▶ How to complete this task
For the records below, give the number of lines in which "observe" appears, and add nothing else.

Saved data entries
// Copyright (c) Microsoft Corporation.
// Licensed under the MIT License.

use std::{
    fmt,
    iter::Sum,
    ops::{Add, AddAssign, Mul},
};

use serde::{Deserialize, Serialize};

/// The unit cost of an operation, in request units (RU).
///
/// Charges are never negative: negative or non-finite inputs are clamped to zero.
///
/// # Examples
///
/// ```
/// use gateway_store::RequestCharge;
///
/// let total: RequestCharge = [RequestCharge::new(1.0), RequestCharge::new(2.5)].into_iter().sum();
/// assert_eq!(total.units(), 3.5);
/// assert_eq!(total.to_string(), "3.50 RU");
/// ```
#[derive(Clone, Copy, Debug, Default, PartialEq, PartialOrd, Serialize, Deserialize)]
#[serde(transparent)]
pub struct RequestCharge(f64);

impl RequestCharge {
    /// A charge of zero request units.
    pub const ZERO: Self = Self(0.0);

    /// Creates a charge of the given number of request units.
    #[must_use]
    pub fn new(units: f64) -> Self {
        if units.is_finite() && units > 0.0 { Self(units) } else { Self::ZERO }
    }

    /// Returns the number of request units.
    #[must_use]
    pub fn units(self) -> f64 {
        self.0
    }
}

impl Add for RequestCharge {
    type Output = Self;

    fn add(self, rhs: Self) -> Self::Output {
        Self::new(self.0 + rhs.0)
    }
}

impl AddAssign for RequestCharge {
    fn add_assign(&mut self, rhs: Self) {
        *self = *self + rhs;
    }
}

impl Mul<usize> for RequestCharge {
    type Output = Self;

    #[expect(clippy::cast_precision_loss, reason = "operation counts are far below 2^52")]
    fn mul(self, rhs: usize) -> Self::Output {
        Self::new(self.0 * rhs as f64)
    }
}

impl Sum for RequestCharge {
    fn sum<I: Iterator<Item = Self>>(iter: I) -> Self {
        iter.fold(Self::ZERO, Add::add)
    }
}

impl<'a> Sum<&'a Self> for RequestCharge {
    fn sum<I: Iterator<Item = &'a Self>>(iter: I) -> Self {
        iter.copied().sum()
    }
}

impl fmt::Display for RequestCharge {
    fn fmt(&self, f: &mut fmt::Formatter<'_>) -> fmt::Result {
        write!(f, "{:.2} RU", self.0)
    }
}
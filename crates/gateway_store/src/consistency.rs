// Copyright (c) Microsoft Corporation.
// Licensed under the MIT License.

use std::fmt;

use serde::{Deserialize, Serialize};

/// The consistency level a read is executed under.
///
/// Ordered from strongest to weakest. The gateway forwards the level to the
/// backing store on every store round trip; enforcing it is the store's job.
#[derive(Clone, Copy, Debug, Default, PartialEq, Eq, Hash, Serialize, Deserialize)]
pub enum ConsistencyLevel {
    /// Reads observe the latest committed write.
    Strong,
    /// Reads lag writes by at most a bounded interval.
    BoundedStaleness,
    /// Reads observe the caller's own writes.
    #[default]
    Session,
    /// Reads never observe out-of-order writes.
    ConsistentPrefix,
    /// No ordering guarantee.
    Eventual,
}

impl ConsistencyLevel {
    /// Returns a stable name for this level.
    #[must_use]
    pub fn as_str(self) -> &'static str {
        match self {
            Self::Strong => "strong",
            Self::BoundedStaleness => "bounded_staleness",
            Self::Session => "session",
            Self::ConsistentPrefix => "consistent_prefix",
            Self::Eventual => "eventual",
        }
    }
}

impl fmt::Display for ConsistencyLevel {
    fn fmt(&self, f: &mut fmt::Formatter<'_>) -> fmt::Result {
        f.write_str(self.as_str())
    }
}
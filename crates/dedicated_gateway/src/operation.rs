// Copyright (c) Microsoft Corporation.
// Licensed under the MIT License.

//! Operations the gateway dispatches.

use std::fmt;

use gateway_store::{Error, ItemIdentity, NewItem, Payload, QueryRequest, Result};

/// An operation submitted to the gateway.
///
/// Writes (`Create`, `Replace`) always reach the backing store. Reads
/// (`PointRead`, `Query`, `ReadMany`) may be served from the integrated cache.
#[derive(Clone, Debug, PartialEq, Eq)]
pub enum Operation {
    /// Creates a new item.
    Create(NewItem),
    /// Replaces the payload of an existing item.
    Replace {
        /// The item to replace.
        identity: ItemIdentity,
        /// The new payload.
        payload: Payload,
    },
    /// Reads one item.
    PointRead(ItemIdentity),
    /// Runs a query, optionally scoped to one partition.
    Query {
        /// The query text.
        text: String,
        /// The partition to scope the query to.
        partition_key: Option<String>,
    },
    /// Reads several items in one call.
    ReadMany(Vec<ItemIdentity>),
}

impl Operation {
    /// Creates an item with the given id, partition key and payload.
    pub fn create(id: impl Into<String>, partition_key: impl Into<String>, payload: Payload) -> Self {
        Self::Create(NewItem::new(ItemIdentity::new(id, partition_key), payload))
    }

    /// Replaces the payload of an item.
    #[must_use]
    pub fn replace(identity: ItemIdentity, payload: Payload) -> Self {
        Self::Replace { identity, payload }
    }

    /// Reads the item with the given id and partition key.
    pub fn point_read(id: impl Into<String>, partition_key: impl Into<String>) -> Self {
        Self::PointRead(ItemIdentity::new(id, partition_key))
    }

    /// Runs a container-wide query.
    pub fn query(text: impl Into<String>) -> Self {
        Self::Query {
            text: text.into(),
            partition_key: None,
        }
    }

    /// Runs a query scoped to a single partition.
    pub fn query_in_partition(text: impl Into<String>, partition_key: impl Into<String>) -> Self {
        Self::Query {
            text: text.into(),
            partition_key: Some(partition_key.into()),
        }
    }

    /// Reads all given items.
    pub fn read_many(identities: impl IntoIterator<Item = ItemIdentity>) -> Self {
        Self::ReadMany(identities.into_iter().collect())
    }

    /// Returns the kind of this operation.
    #[must_use]
    pub fn kind(&self) -> OperationKind {
        match self {
            Self::Create(_) => OperationKind::Create,
            Self::Replace { .. } => OperationKind::Replace,
            Self::PointRead(_) => OperationKind::PointRead,
            Self::Query { .. } => OperationKind::Query,
            Self::ReadMany(_) => OperationKind::ReadMany,
        }
    }

    /// Checks the operation is well formed before it is dispatched.
    pub(crate) fn validate(&self) -> Result<()> {
        match self {
            Self::Create(item) => require_id(item.identity()),
            Self::Replace { identity, .. } | Self::PointRead(identity) => require_id(identity),
            Self::Query { text, .. } => QueryRequest::new(text.as_str()).validate(),
            Self::ReadMany(identities) => {
                if identities.is_empty() {
                    return Err(Error::invalid_operation("read many requires at least one identity"));
                }
                identities.iter().try_for_each(require_id)
            }
        }
    }
}

fn require_id(identity: &ItemIdentity) -> Result<()> {
    if identity.id().is_empty() {
        return Err(Error::invalid_operation("item id must not be empty"));
    }
    Ok(())
}

/// The kind of an [`Operation`], used for charge records and telemetry.
#[derive(Clone, Copy, Debug, PartialEq, Eq, Hash)]
pub enum OperationKind {
    /// [`Operation::Create`].
    Create,
    /// [`Operation::Replace`].
    Replace,
    /// [`Operation::PointRead`].
    PointRead,
    /// [`Operation::Query`].
    Query,
    /// [`Operation::ReadMany`].
    ReadMany,
}

impl OperationKind {
    /// Returns a stable name for this kind.
    #[must_use]
    pub fn as_str(self) -> &'static str {
        match self {
            Self::Create => "create",
            Self::Replace => "replace",
            Self::PointRead => "point_read",
            Self::Query => "query",
            Self::ReadMany => "read_many",
        }
    }

    /// Returns `true` for operations that modify the backing store.
    #[must_use]
    pub fn is_write(self) -> bool {
        matches!(self, Self::Create | Self::Replace)
    }
}

impl fmt::Display for OperationKind {
    fn fmt(&self, f: &mut fmt::Formatter<'_>) -> fmt::Result {
        f.write_str(self.as_str())
    }
}

#[cfg(test)]
mod tests {
    use gateway_store::ErrorKind;

    use super::*;

    #[test]
    fn kinds() {
        assert_eq!(Operation::create("a", "a", Payload::new()).kind(), OperationKind::Create);
        assert_eq!(
            Operation::replace(ItemIdentity::new("a", "a"), Payload::new()).kind(),
            OperationKind::Replace
        );
        assert_eq!(Operation::point_read("a", "a").kind(), OperationKind::PointRead);
        assert_eq!(Operation::query("SELECT * FROM c").kind(), OperationKind::Query);
        assert_eq!(Operation::read_many([ItemIdentity::new("a", "a")]).kind(), OperationKind::ReadMany);
    }

    #[test]
    fn only_creates_and_replaces_are_writes() {
        assert!(OperationKind::Create.is_write());
        assert!(OperationKind::Replace.is_write());
        assert!(!OperationKind::PointRead.is_write());
        assert!(!OperationKind::Query.is_write());
        assert!(!OperationKind::ReadMany.is_write());
    }

    #[test]
    fn malformed_operations_are_rejected() {
        let malformed = [
            Operation::point_read("", "pk"),
            Operation::create("", "pk", Payload::new()),
            Operation::query("  "),
            Operation::read_many([]),
            Operation::read_many([ItemIdentity::new("a", "a"), ItemIdentity::new("", "b")]),
        ];

        for operation in malformed {
            let error = operation.validate().unwrap_err();
            assert_eq!(error.kind(), ErrorKind::InvalidOperation, "{operation:?}");
        }
    }

    #[test]
    fn well_formed_operations_pass() {
        Operation::point_read("a", "").validate().unwrap();
        Operation::query_in_partition("SELECT * FROM c", "pk").validate().unwrap();
        Operation::read_many([ItemIdentity::new("a", "a")]).validate().unwrap();
    }

    #[test]
    fn kind_display() {
        assert_eq!(OperationKind::ReadMany.to_string(), "read_many");
    }
}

▶ Exercise answer
3